At the opposite side of those people, Lee Iacocca, former C.E.O. of Chrysler Corp., explains in his autobiography that his studies on psychiatry endowed him with the most helpful of his skills during his career; especially when he had to choose future collaborators and employees.

In some trades, such as law enforcement and intelligence, for example, postulants must submit to psychological (and even extensive psychiatric evaluation in some cases) prior their hiring. Then they are taught some fundamentals on psychology and psychiatry.
As testifies eloquently the case of Aleksey Vayner, this last rule does not apply to scholarship since student is not a professional activity likely to result in prejudice to others. Most probably, as we are noticing it in his case, people like him will encounter difficulties only after their graduation, and when they will attempt to get hired in some company or public administration.

To all those who would not find exciting to read the DSM IV, I recommend the DSM IV Casebook, which is a fascinating compilation of people’s interviews (including normal people who mistakenly believed they could have mental problems) followed by diagnostics.

For more information, see my sources available on the web.

Histrionic personality disorder on Wikipedia:
http://en.wikipedia.org/wiki/Histrionic_personality

DSM-IV Codes (alphabetical, on Wikipedia):
http://en.wikipedia.org/wiki/DSM-IV_Codes_%28alphabetical%29



Mark Zanger

What’s the matter with good, old Borderline Personality Disorder?



John Blake

Sounds like a Skull and Bones black-op to me.
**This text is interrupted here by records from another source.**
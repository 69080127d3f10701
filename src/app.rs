use crate::{
    cache::{CacheError, CacheRecord, CsvScoreCache, RecordOutcome, ScoreCache},
    config::Config,
    fetch::{HttpRetriever, RetrievalError, Retriever},
    similarity::{AggregateScorer, Comparison},
};

#[derive(thiserror::Error, Debug)]
pub enum AppError {
    #[error("retrieval failed: {0}")]
    Retrieval(#[from] RetrievalError),

    /// The comparison finished but its score could not be persisted.
    #[error("score computed but not persisted: {source}")]
    CacheWrite {
        comparison: Box<Comparison>,
        source: CacheError,
    },

    #[error("score store error: {0}")]
    Cache(#[from] CacheError),
}

pub struct App {
    scorer: AggregateScorer<Box<dyn Retriever>>,
    cache: Box<dyn ScoreCache>,
    canonical_keys: bool,
}

impl App {
    pub fn new(config: &Config) -> anyhow::Result<Self> {
        let retriever = HttpRetriever::new(&config.fetch)?;
        let cache = CsvScoreCache::load(&config.cache_path())?;

        Ok(Self::with_parts(
            Box::new(retriever),
            Box::new(cache),
            config.cache.canonical_keys,
        ))
    }

    pub fn with_parts(
        retriever: Box<dyn Retriever>,
        cache: Box<dyn ScoreCache>,
        canonical_keys: bool,
    ) -> Self {
        Self {
            scorer: AggregateScorer::new(retriever),
            cache,
            canonical_keys,
        }
    }

    /// Store key for a pair: as given, or sorted when canonical keys are on.
    fn cache_key<'a>(&self, url1: &'a str, url2: &'a str) -> (&'a str, &'a str) {
        if self.canonical_keys && url2 < url1 {
            (url2, url1)
        } else {
            (url1, url2)
        }
    }

    /// Score two resources and persist the result.
    ///
    /// The score is always recomputed; the store decides whether it replaces
    /// the previously persisted value.
    pub fn compare_similarity(&self, url1: &str, url2: &str) -> Result<Comparison, AppError> {
        let span = tracing::info_span!("compare", url1, url2);
        let _enter = span.enter();

        let comparison = self.scorer.compare(url1, url2)?;

        let (key1, key2) = self.cache_key(url1, url2);
        match self.cache.record(key1, key2, comparison.score) {
            Ok(RecordOutcome::Unchanged { stored }) => {
                log::info!("kept stored score {stored} over {}", comparison.score);
            }
            Ok(outcome) => {
                log::info!("persisted score {} ({outcome:?})", comparison.score);
            }
            Err(source) => {
                log::error!("failed to persist score: {source}");
                return Err(AppError::CacheWrite {
                    comparison: Box::new(comparison),
                    source,
                });
            }
        }

        Ok(comparison)
    }

    pub fn cached(&self, url1: &str, url2: &str) -> Result<Option<CacheRecord>, AppError> {
        let (key1, key2) = self.cache_key(url1, url2);
        Ok(self.cache.get(key1, key2)?)
    }

    pub fn records(&self) -> Result<Vec<CacheRecord>, AppError> {
        Ok(self.cache.list()?)
    }

    pub fn mark_stale(&self, url1: &str, url2: &str) -> Result<bool, AppError> {
        let (key1, key2) = self.cache_key(url1, url2);
        Ok(self.cache.mark_stale(key1, key2)?)
    }

    pub fn mark_all_stale(&self) -> Result<usize, AppError> {
        Ok(self.cache.mark_all_stale()?)
    }
}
This wretched poseur is no doubt, even now, composing Purple Heart citations for wounds received in action during massed tank battles in Cambodia during 1969 – ’70.
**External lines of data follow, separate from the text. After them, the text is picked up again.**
use rayon::prelude::*;
use serde::{Deserialize, Serialize};

use super::{
    cosine::cosine,
    extract::{Channel, Extractor},
    vector::FrequencyVector,
};
use crate::fetch::{Resource, RetrievalError, Retriever};

#[derive(Debug, Clone, Copy, PartialEq, Serialize, Deserialize)]
pub struct ChannelScore {
    pub channel: Channel,
    pub score: f64,
}

/// Result of comparing two resources.
#[derive(Debug, Clone, PartialEq, Serialize, Deserialize)]
pub struct Comparison {
    pub url1: String,
    pub url2: String,
    /// One entry per channel, in `Channel::ALL` order
    pub channels: Vec<ChannelScore>,
    /// Unweighted mean of the channel scores
    pub score: f64,
}

impl Comparison {
    pub fn channel(&self, channel: Channel) -> Option<f64> {
        self.channels
            .iter()
            .find(|c| c.channel == channel)
            .map(|c| c.score)
    }
}

/// Scores a pair of resources across every channel.
pub struct AggregateScorer<R: Retriever> {
    retriever: R,
    extractor: Extractor,
}

impl<R: Retriever> AggregateScorer<R> {
    pub fn new(retriever: R) -> Self {
        Self::with_extractor(retriever, Extractor::default())
    }

    pub fn with_extractor(retriever: R, extractor: Extractor) -> Self {
        Self {
            retriever,
            extractor,
        }
    }

    /// Fetch both identifiers and score them.
    ///
    /// A failed fetch only degrades the body channels; it fails the whole
    /// comparison through the header channel.
    pub fn compare(&self, url1: &str, url2: &str) -> Result<Comparison, RetrievalError> {
        let (fetched1, fetched2) = rayon::join(
            || self.retriever.fetch(url1),
            || self.retriever.fetch(url2),
        );

        let channels = self.score_fetched(&fetched1, &fetched2)?;
        let score = mean(&channels);

        log::debug!("{url1} <> {url2}: {score}");

        Ok(Comparison {
            url1: url1.to_string(),
            url2: url2.to_string(),
            channels,
            score,
        })
    }

    /// Channel scores for two already fetched resources, in `Channel::ALL` order.
    pub fn score_fetched(
        &self,
        fetched1: &Result<Resource, RetrievalError>,
        fetched2: &Result<Resource, RetrievalError>,
    ) -> Result<Vec<ChannelScore>, RetrievalError> {
        Channel::ALL
            .par_iter()
            .map(|&channel| -> Result<ChannelScore, RetrievalError> {
                let v1: FrequencyVector<String> =
                    self.extractor.extract(channel, fetched1)?.into_iter().collect();
                let v2: FrequencyVector<String> =
                    self.extractor.extract(channel, fetched2)?.into_iter().collect();

                let score = cosine(&v1, &v2);
                log::trace!(
                    "{channel}: {} vs {} distinct tokens, score {score}",
                    v1.len(),
                    v2.len()
                );

                Ok(ChannelScore { channel, score })
            })
            .collect()
    }
}

/// Mean summed in slice order so the result is reproducible.
fn mean(channels: &[ChannelScore]) -> f64 {
    if channels.is_empty() {
        return 0.0;
    }
    let total: f64 = channels.iter().map(|c| c.score).sum();
    total / channels.len() as f64
}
Remember “Flashman”, everywhere and nowhere throughout the 19th Century, from the Opium Wars through Gettysburg to Omdurman? Yale can be proud that one of its brave sons so modestly admits to, er, embellishing his accomplishments. What’s next, a Hero Statue to him in Hanoi’s Museum of the Revolution? But what does Yale care– it’s all relative. Besides, this sterling exemplar of integrity and probity could well be, if not the next Bill Clinton, and least a Kerry stand-in.
Faugh!



JAW

I think he just seems like the type of person looking for acceptance in all people depending on the situation. I see some hysteria there, which is purely obvious. I think he has a personality disorder combined with plain old fashioned pathological lying. It’s all good if your four years old with an invisible friend, but at his age with his IQ, it all seems totally ridiculous. However, it does seem that this man DOES have some qualities that he could concentrate on that are real. I think distinguishing between fantasy and reality sometimes leaves people such as this young man in a situation to where he starts to believe his own stories. Maybe writing is his best bet. The imagination is certainly there and active!



jeff smith

Yale accepted this applicant ? That is what should be at issue here .



Tetsuo

I met him once, Few years ago. It was stories about CIA, he was an agent undercover, and one of his colleague was killed. He was so serious, it was not time for me to laugh… and other stupid stories like this.
He truly believes what he says, and he tries to make it happen his own way. I hope that one day it won’t be dramatic.



David

I don’t think it’s Alexy lifting those heavier weights. Otherwise, why the cut to the crotch shot? No face for a man who just loves the camera?



arthur Hutchinson

Love the cracks on Vayner. What a tool. I hope he gets kicked out of Yale and has to join the Ultimate Fighting Tour.



Ccoz57

This guy is unbelievable. Hasn’t he heard of doing research? With an 11 page resume, he must have thought that he get past the HR departments by boring them.

His film was hilarious, it’s obvious he could have a few film making courses if he really expected it to pass.

I agree that Yale should investigate how he got in.